WHAT NEEDS TO BE DONE: The answer must be a single number: how many lines in the entries below contain the word "whole".

DATA TO EXAMINE:
//! Client ↔ orchestrator message protocol
//!
//! Wire shape is `{ "type": ..., "data": ... }` (plus `key` on the save
//! family), with camelCase tags. This is the vocabulary the UI already
//! speaks; it is preserved verbatim.

use serde::{Deserialize, Serialize};
use serde_json::Value;

use crate::config::{DeviceRef, InterfaceRef, PersistentConfig};
use crate::system::AudioDevice;

/// Messages from the UI client.
#[derive(Debug, Clone, Serialize, Deserialize)]
#[serde(tag = "type")]
pub enum ClientMessage {
    /// Request a full-state resync.
    #[serde(rename = "update")]
    Update,
    /// Select an audio output device (null clears the request).
    #[serde(rename = "setAudioInterface")]
    SetAudioInterface { data: Option<DeviceRef> },
    /// Re-send the current selection to the playback worker.
    #[serde(rename = "restart")]
    Restart,
    /// Start playback; `data` carries the stream selection and channel
    /// mapping, forwarded to the playback worker with the current interface
    /// and device merged in.
    #[serde(rename = "play")]
    Play { data: Value },
    #[serde(rename = "stop")]
    Stop,
    /// Add a stream from a raw session description; forwarded verbatim to
    /// the discovery worker.
    #[serde(rename = "addStream")]
    AddStream { data: Value },
    /// Delete a stream by id; forwarded verbatim to the discovery worker.
    #[serde(rename = "delete")]
    Delete { data: Value },
    /// Select a network interface by address.
    #[serde(rename = "setNetwork")]
    SetNetwork { data: String },
    /// Overwrite one top-level field of the machine-wide document. `data` is
    /// a JSON-encoded value.
    #[serde(rename = "save")]
    Save { key: String, data: String },
    /// Overwrite the whole machine-wide document or one of its fields.
    #[serde(rename = "savePersistent")]
    SavePersistent { key: String, data: String },
    /// Overwrite the whole per-user document or one of its fields.
    #[serde(rename = "saveUser")]
    SaveUser { key: String, data: String },
    /// Persist the current window bounds.
    #[serde(rename = "saveWindow")]
    SaveWindow,
    /// Client-reported playback state; gates whether a device change forces
    /// a stop or only a passive notification.
    #[serde(rename = "playingStatus")]
    PlayingStatus { data: PlayingStatus },
}

#[derive(Debug, Clone, Serialize, Deserialize)]
#[serde(rename_all = "camelCase")]
pub struct PlayingStatus {
    pub is_playing: bool,
}

/// Events pushed to the UI client.
#[derive(Debug, Clone, Serialize)]
#[serde(tag = "type")]
pub enum ServerEvent {
    #[serde(rename = "updatePersistentData")]
    UpdatePersistentData { data: PersistentConfig },
    /// Discovery worker's current stream list, forwarded verbatim.
    #[serde(rename = "streams")]
    Streams { data: Value },
    #[serde(rename = "audioDevices")]
    AudioDevices { data: Vec<AudioDevice> },
    #[serde(rename = "interfaces")]
    Interfaces { data: Vec<InterfaceRef> },
    /// The output device changed; re-issue playback for the active stream.
    #[serde(rename = "refreshAfterDeviceChange")]
    RefreshAfterDeviceChange,
}

#[cfg(test)]
mod tests {
    use super::*;
    use serde_json::json;

    #[test]
    fn test_tagged_parse_of_plain_messages() {
        let msg: ClientMessage = serde_json::from_value(json!({ "type": "update" })).unwrap();
        assert!(matches!(msg, ClientMessage::Update));

        let msg: ClientMessage =
            serde_json::from_value(json!({ "type": "setNetwork", "data": "192.168.1.50" }))
                .unwrap();
        match msg {
            ClientMessage::SetNetwork { data } => assert_eq!(data, "192.168.1.50"),
            other => panic!("unexpected message: {other:?}"),
        }
    }

    #[test]
    fn test_save_carries_key_and_encoded_data() {
        let msg: ClientMessage = serde_json::from_value(json!({
            "type": "save",
            "key": "settings",
            "data": "{\"bufferSize\": 32}"
        }))
        .unwrap();
        match msg {
            ClientMessage::Save { key, data } => {
                assert_eq!(key, "settings");
                let inner: Value = serde_json::from_str(&data).unwrap();
                assert_eq!(inner["bufferSize"], 32);
            }
            other => panic!("unexpected message: {other:?}"),
        }
    }

    #[test]
    fn test_unknown_type_is_a_parse_error() {
        let result: Result<ClientMessage, _> =
            serde_json::from_value(json!({ "type": "launchMissiles" }));
        assert!(result.is_err());
    }

    #[test]
    fn test_server_event_wire_tags() {
        let event = ServerEvent::RefreshAfterDeviceChange;
        let value = serde_json::to_value(&event).unwrap();
        assert_eq!(value["type"], "refreshAfterDeviceChange");

        let event = ServerEvent::Streams { data: json!([]) };
        let value = serde_json::to_value(&event).unwrap();
        assert_eq!(value["type"], "streams");
        assert!(value["data"].is_array());
    }
}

SOLUTION FOR THIS PROBLEM: 2